(Saved data entries)
◇ ◇ ◇ ◇

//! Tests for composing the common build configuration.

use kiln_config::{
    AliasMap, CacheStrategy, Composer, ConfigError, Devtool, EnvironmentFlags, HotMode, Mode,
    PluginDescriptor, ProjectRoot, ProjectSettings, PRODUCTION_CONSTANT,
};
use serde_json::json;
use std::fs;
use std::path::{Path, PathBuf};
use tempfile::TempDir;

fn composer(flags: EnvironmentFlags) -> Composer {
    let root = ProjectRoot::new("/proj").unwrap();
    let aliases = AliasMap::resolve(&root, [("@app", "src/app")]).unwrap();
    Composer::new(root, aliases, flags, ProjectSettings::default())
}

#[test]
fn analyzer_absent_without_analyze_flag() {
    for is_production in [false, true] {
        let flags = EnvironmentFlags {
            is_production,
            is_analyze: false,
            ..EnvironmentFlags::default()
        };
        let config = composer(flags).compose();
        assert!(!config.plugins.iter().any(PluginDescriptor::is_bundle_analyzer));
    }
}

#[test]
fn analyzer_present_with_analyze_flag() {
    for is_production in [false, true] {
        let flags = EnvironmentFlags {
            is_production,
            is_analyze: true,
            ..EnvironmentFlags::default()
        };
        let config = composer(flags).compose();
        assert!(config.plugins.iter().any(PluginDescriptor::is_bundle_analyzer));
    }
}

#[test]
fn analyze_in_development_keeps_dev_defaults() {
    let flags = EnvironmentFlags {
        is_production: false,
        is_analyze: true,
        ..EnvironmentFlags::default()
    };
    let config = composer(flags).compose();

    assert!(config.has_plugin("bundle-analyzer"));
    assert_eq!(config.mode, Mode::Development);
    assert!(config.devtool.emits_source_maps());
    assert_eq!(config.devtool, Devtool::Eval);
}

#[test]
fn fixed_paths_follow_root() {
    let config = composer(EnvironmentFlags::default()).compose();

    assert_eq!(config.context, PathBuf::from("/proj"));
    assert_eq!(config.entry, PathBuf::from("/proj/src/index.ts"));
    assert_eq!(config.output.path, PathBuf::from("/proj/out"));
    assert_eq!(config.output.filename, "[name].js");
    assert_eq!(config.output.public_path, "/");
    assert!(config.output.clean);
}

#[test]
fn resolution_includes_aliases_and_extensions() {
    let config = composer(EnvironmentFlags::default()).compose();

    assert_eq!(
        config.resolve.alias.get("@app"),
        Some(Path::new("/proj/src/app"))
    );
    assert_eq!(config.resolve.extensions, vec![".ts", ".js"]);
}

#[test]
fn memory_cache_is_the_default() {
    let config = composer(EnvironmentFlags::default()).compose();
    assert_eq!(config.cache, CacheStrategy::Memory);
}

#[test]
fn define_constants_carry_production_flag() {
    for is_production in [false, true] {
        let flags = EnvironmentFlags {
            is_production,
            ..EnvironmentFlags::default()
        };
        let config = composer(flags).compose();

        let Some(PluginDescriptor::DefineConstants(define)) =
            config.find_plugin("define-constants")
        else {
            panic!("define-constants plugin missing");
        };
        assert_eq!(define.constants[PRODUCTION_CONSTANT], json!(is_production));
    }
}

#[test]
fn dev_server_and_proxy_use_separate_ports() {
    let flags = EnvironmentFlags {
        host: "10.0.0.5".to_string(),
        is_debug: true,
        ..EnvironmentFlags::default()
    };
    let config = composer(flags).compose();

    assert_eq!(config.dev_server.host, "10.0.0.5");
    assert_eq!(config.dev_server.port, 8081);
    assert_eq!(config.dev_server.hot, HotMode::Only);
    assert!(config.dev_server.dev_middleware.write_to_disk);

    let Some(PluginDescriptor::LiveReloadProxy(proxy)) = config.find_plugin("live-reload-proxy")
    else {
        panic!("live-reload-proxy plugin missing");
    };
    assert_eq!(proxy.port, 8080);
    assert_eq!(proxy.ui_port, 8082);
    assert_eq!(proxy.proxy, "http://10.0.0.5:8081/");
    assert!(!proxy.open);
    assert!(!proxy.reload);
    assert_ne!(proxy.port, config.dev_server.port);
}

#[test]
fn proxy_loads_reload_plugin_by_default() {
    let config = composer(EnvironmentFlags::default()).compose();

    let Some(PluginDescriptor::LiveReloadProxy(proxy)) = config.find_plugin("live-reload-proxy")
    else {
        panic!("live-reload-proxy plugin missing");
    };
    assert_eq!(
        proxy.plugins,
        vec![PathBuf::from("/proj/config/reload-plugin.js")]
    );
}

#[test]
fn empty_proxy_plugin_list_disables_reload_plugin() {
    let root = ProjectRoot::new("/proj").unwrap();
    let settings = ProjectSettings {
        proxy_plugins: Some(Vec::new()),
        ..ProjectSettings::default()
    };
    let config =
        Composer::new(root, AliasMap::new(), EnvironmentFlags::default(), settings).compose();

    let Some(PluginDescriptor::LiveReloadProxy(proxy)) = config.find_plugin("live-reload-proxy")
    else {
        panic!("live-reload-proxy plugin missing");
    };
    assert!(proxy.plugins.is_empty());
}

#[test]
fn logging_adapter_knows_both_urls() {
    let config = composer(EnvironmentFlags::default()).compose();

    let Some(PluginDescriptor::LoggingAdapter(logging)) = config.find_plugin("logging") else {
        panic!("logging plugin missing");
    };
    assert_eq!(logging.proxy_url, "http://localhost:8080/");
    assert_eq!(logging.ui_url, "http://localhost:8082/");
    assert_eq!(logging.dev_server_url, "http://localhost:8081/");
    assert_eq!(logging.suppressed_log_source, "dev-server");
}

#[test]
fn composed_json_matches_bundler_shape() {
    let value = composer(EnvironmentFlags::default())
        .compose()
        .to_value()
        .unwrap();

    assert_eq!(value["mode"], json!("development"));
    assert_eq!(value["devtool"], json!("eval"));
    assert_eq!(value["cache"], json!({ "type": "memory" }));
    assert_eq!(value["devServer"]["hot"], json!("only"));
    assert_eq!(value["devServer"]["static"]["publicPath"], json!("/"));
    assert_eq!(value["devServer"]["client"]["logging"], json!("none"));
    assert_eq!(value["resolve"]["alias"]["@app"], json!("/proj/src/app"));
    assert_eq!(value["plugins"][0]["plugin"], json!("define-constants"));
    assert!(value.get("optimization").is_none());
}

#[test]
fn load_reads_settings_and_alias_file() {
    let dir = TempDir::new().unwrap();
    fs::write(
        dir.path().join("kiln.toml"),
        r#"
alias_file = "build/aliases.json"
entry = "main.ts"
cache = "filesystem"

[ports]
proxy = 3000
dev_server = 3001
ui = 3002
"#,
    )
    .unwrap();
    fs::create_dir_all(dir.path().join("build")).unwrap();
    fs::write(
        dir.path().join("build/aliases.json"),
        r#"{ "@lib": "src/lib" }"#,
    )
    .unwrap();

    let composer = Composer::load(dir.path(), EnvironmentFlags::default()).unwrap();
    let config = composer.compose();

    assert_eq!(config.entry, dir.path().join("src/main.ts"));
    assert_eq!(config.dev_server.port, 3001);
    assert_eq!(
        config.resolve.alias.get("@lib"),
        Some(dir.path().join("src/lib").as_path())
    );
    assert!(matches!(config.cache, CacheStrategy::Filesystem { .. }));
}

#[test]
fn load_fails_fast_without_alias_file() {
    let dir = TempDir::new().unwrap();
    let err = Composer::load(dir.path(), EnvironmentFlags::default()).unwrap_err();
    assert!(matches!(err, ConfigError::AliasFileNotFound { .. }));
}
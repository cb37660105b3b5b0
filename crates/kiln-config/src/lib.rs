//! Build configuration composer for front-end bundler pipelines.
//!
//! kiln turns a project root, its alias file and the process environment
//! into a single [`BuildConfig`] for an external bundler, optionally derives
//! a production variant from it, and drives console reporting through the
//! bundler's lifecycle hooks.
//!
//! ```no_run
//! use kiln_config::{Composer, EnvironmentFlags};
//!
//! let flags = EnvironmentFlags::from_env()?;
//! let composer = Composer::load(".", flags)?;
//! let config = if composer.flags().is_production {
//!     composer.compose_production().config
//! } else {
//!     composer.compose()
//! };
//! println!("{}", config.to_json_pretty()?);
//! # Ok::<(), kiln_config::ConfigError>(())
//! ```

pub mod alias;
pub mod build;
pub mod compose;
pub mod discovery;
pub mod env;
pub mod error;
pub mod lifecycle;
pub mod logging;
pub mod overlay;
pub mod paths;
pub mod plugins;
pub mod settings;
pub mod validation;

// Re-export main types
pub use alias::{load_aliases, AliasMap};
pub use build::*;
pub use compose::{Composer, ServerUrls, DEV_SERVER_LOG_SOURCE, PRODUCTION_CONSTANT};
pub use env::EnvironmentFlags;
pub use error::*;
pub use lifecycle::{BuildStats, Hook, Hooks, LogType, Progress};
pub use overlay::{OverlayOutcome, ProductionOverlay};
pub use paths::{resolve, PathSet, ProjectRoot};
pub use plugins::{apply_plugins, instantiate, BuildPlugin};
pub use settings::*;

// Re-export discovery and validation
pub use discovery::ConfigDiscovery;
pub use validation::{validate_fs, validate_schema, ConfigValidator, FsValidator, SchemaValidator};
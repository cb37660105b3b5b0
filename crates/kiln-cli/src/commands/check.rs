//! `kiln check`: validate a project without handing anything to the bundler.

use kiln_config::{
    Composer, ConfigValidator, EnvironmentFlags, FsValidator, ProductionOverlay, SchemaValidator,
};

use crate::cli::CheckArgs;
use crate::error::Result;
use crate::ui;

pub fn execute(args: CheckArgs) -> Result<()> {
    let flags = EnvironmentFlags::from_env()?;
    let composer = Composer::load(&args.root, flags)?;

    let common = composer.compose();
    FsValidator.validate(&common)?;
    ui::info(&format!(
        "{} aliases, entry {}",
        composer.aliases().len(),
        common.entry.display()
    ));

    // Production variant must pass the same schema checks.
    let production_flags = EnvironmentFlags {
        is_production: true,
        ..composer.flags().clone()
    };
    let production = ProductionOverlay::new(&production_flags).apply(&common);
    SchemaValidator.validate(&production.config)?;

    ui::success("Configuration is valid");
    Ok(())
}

◇ ◇ ◇ ◇

◆ **About this task**: How many lines in the records contain the string "ProjectRoot"? Give the number by itself.

◆ **Worked solution**: 4